Sudah sebulan lebih ia merancang perjalanan itu. Niatnya melihat Lombok dari dekat. Melihat danau Kelimutu. Menikmati tiupan angin di sekitar danau. Hemmmm....Indonesia memang Jamrud Khatulistiwa. Serunya dalam hati. Rezeki yang ia peroleh kemarin hanya sebaris kalimat. ”Kamu boleh pergi, aku izinkan. ”Kalimat itu terlontar dari mulut mungil sang kekasih, Lidya.

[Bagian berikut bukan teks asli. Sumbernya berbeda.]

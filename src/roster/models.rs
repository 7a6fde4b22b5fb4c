use serde::{Deserialize, Serialize};
use std::collections::HashSet;
use std::fmt;

use crate::core::error::DevOrbitError;

/// Presence of a nearby developer
#[derive(Debug, Clone, Copy, PartialEq, Eq, Serialize, Deserialize)]
#[serde(rename_all = "lowercase")]
pub enum Status {
    Online,
    Busy,
    Away,
}

impl fmt::Display for Status {
    fn fmt(&self, f: &mut fmt::Formatter<'_>) -> fmt::Result {
        let label = match self {
            Status::Online => "online",
            Status::Busy => "busy",
            Status::Away => "away",
        };
        f.write_str(label)
    }
}

/// A developer record as supplied by a data source
///
/// Records are read-only once loaded; views refer to them by `id`.
#[derive(Debug, Clone, PartialEq, Serialize, Deserialize)]
#[serde(rename_all = "camelCase")]
pub struct Developer {
    /// Unique opaque identifier
    pub id: String,

    /// Display name
    pub name: String,

    /// Handle shown as `@handle`
    pub handle: String,

    /// Distance from the viewer in kilometres
    #[serde(alias = "distance")]
    pub distance_km: f64,

    /// Skills in display priority order
    #[serde(default)]
    pub skills: Vec<String>,

    /// Current presence
    pub status: Status,

    /// Short badge tokens
    #[serde(default)]
    pub badges: Vec<String>,

    /// Whether the developer is open for collaboration
    #[serde(default)]
    pub open_for_collab: bool,
}

impl Developer {
    /// First character of the name, used as the avatar
    pub fn initial(&self) -> char {
        self.name.chars().next().unwrap_or('?')
    }
}

/// Check the invariants of a developer set: non-empty unique ids and
/// finite, non-negative distances.
pub fn validate_roster(developers: &[Developer]) -> Result<(), DevOrbitError> {
    let mut seen = HashSet::new();

    for dev in developers {
        if dev.id.is_empty() {
            return Err(DevOrbitError::ValidationError(format!(
                "developer '{}' has an empty id",
                dev.name
            )));
        }

        if !seen.insert(dev.id.as_str()) {
            return Err(DevOrbitError::ValidationError(format!(
                "duplicate developer id '{}'",
                dev.id
            )));
        }

        if !dev.distance_km.is_finite() || dev.distance_km < 0.0 {
            return Err(DevOrbitError::ValidationError(format!(
                "developer '{}' has invalid distance {}",
                dev.id, dev.distance_km
            )));
        }
    }

    Ok(())
}

#[cfg(test)]
mod tests {
    use super::*;

    fn dev(id: &str, distance_km: f64) -> Developer {
        Developer {
            id: id.to_string(),
            name: format!("Dev {}", id),
            handle: format!("dev{}", id),
            distance_km,
            skills: vec!["Rust".to_string()],
            status: Status::Online,
            badges: vec![],
            open_for_collab: false,
        }
    }

    #[test]
    fn test_deserialize_camel_case() {
        let json = r#"{
            "id": "7",
            "name": "Ada",
            "handle": "ada",
            "distance": 0.4,
            "skills": ["Rust", "Go"],
            "status": "away",
            "badges": ["🚀"],
            "openForCollab": true
        }"#;

        let dev: Developer = serde_json::from_str(json).unwrap();
        assert_eq!(dev.distance_km, 0.4);
        assert_eq!(dev.status, Status::Away);
        assert!(dev.open_for_collab);
        assert_eq!(dev.initial(), 'A');
    }

    #[test]
    fn test_validate_ok() {
        assert!(validate_roster(&[dev("1", 0.0), dev("2", 3.5)]).is_ok());
        assert!(validate_roster(&[]).is_ok());
    }

    #[test]
    fn test_validate_duplicate_id() {
        let err = validate_roster(&[dev("1", 1.0), dev("1", 2.0)]).unwrap_err();
        assert!(err.to_string().contains("duplicate developer id '1'"));
    }

    #[test]
    fn test_validate_distance() {
        assert!(validate_roster(&[dev("1", -0.1)]).is_err());
        assert!(validate_roster(&[dev("1", f64::NAN)]).is_err());
    }

    #[test]
    fn test_validate_empty_id() {
        assert!(validate_roster(&[dev("", 1.0)]).is_err());
    }
}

Bukan karena bagian dari barisan Petasih (pria takut kekasih), tapi ia harus merayu gadis yang ditembaknya saat bertemu dalam sebuah pameran otomotif itu demi rencana yang sudah disusun bersama teman-temannya satu klub. Touring Jakarta-Lombok.

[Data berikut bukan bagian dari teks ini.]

//! Phantom Flow - Order Book Analytics Library
//!
//! This crate turns order book snapshots into microstructure indicators
//! (spread, order flow and book imbalance, microprice, regime) and anomaly
//! flags, and serves them over HTTP, a live exchange feed and IPC.

use std::sync::Arc;
use tokio::sync::{broadcast, RwLock};

pub mod api;
pub mod config;
pub mod engine;
pub mod error;
pub mod parser;
pub mod publisher;
pub mod simulator;
pub mod telemetry;
pub mod websocket;

pub use config::Config;
pub use engine::{AnalyticsEngine, EngineManager, EngineState, ProcessedResult, Snapshot, TopOfBook};
pub use error::{AnalyticsError, Result};
pub use publisher::{PublishedResult, Publisher};
pub use simulator::MarketSimulator;
pub use telemetry::Telemetry;
pub use websocket::WebSocketManager;

/// Results buffered per live subscriber before it starts lagging
pub const LIVE_CHANNEL_CAPACITY: usize = 1024;

/// Application state shared across components
pub struct AppState {
    pub engines: Arc<RwLock<EngineManager>>,
    pub publisher: Arc<Publisher>,
    pub telemetry: Arc<Telemetry>,
    /// Every ingested result, for live WebSocket subscribers
    pub live: broadcast::Sender<PublishedResult>,
    pub config: Arc<Config>,
}

impl AppState {
    /// Build state from configuration, connecting the publisher if possible
    pub async fn new(config: Config) -> Result<Self> {
        let publisher = Publisher::new(&config.ipc_socket_path).await;
        let (live, _) = broadcast::channel(LIVE_CHANNEL_CAPACITY);

        Ok(Self {
            engines: Arc::new(RwLock::new(EngineManager::with_history(config.history_len))),
            publisher: Arc::new(publisher),
            telemetry: Arc::new(Telemetry::new()?),
            live,
            config: Arc::new(config),
        })
    }

    /// Run a snapshot through the symbol's engine, record it, publish it and
    /// push it to live subscribers
    ///
    /// The engine manager lock is held only while the engine runs, so each
    /// symbol's state sees one snapshot at a time.
    pub async fn ingest(&self, symbol: &str, snapshot: &Snapshot) -> Result<ProcessedResult> {
        let (result, accepted) = {
            let mut engines = self.engines.write().await;
            engines.evaluate(symbol, snapshot)
        };

        self.telemetry.record(symbol, &result, accepted);
        self.publisher.publish(symbol, &result).await?;

        // Err only means nobody is subscribed
        let _ = self.live.send(PublishedResult {
            symbol: symbol.to_string(),
            result: result.clone(),
        });

        Ok(result)
    }
}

”Aku ingin akhir tahun ini bersama kamu, tahun baruan jadi hambar tanpa mu yang,” rajuk Lidya, suatu senja. Angin sepoi-sepoi pantai Carita, Banten, menjadi saksi, betapa lembutnya gadis 22 tahun itu merajuk manja. Firdan nyaris luluh. Tapi di sisi lain, ia telah merancang perjalanan yang sudah dinantinya sejak tiga tahun terakhir. Hatinya bergolak antara kekasih atau touring?
***
Perjalanan jalur pantai utara (pantura) Jawa, terasa menyesakkan. Teriknya mentari menyebabkan dehidrasi. Ramainya bus dan truk tak mematahkan semangat konvoy 12 sepeda motor sport. Firdan melaju selaku road captain. Sementara Budi selaku sweeper asyik memberi info situasi barisan belakang. Handy talkie yang tak henti diisi informasi menjadi alunan nada yang membakar semangat. Sesekali konvoy terpecah oleh padatnya arus lalulintas di kawasan pasar maupun perempatan jalan. Terpotong traffict light.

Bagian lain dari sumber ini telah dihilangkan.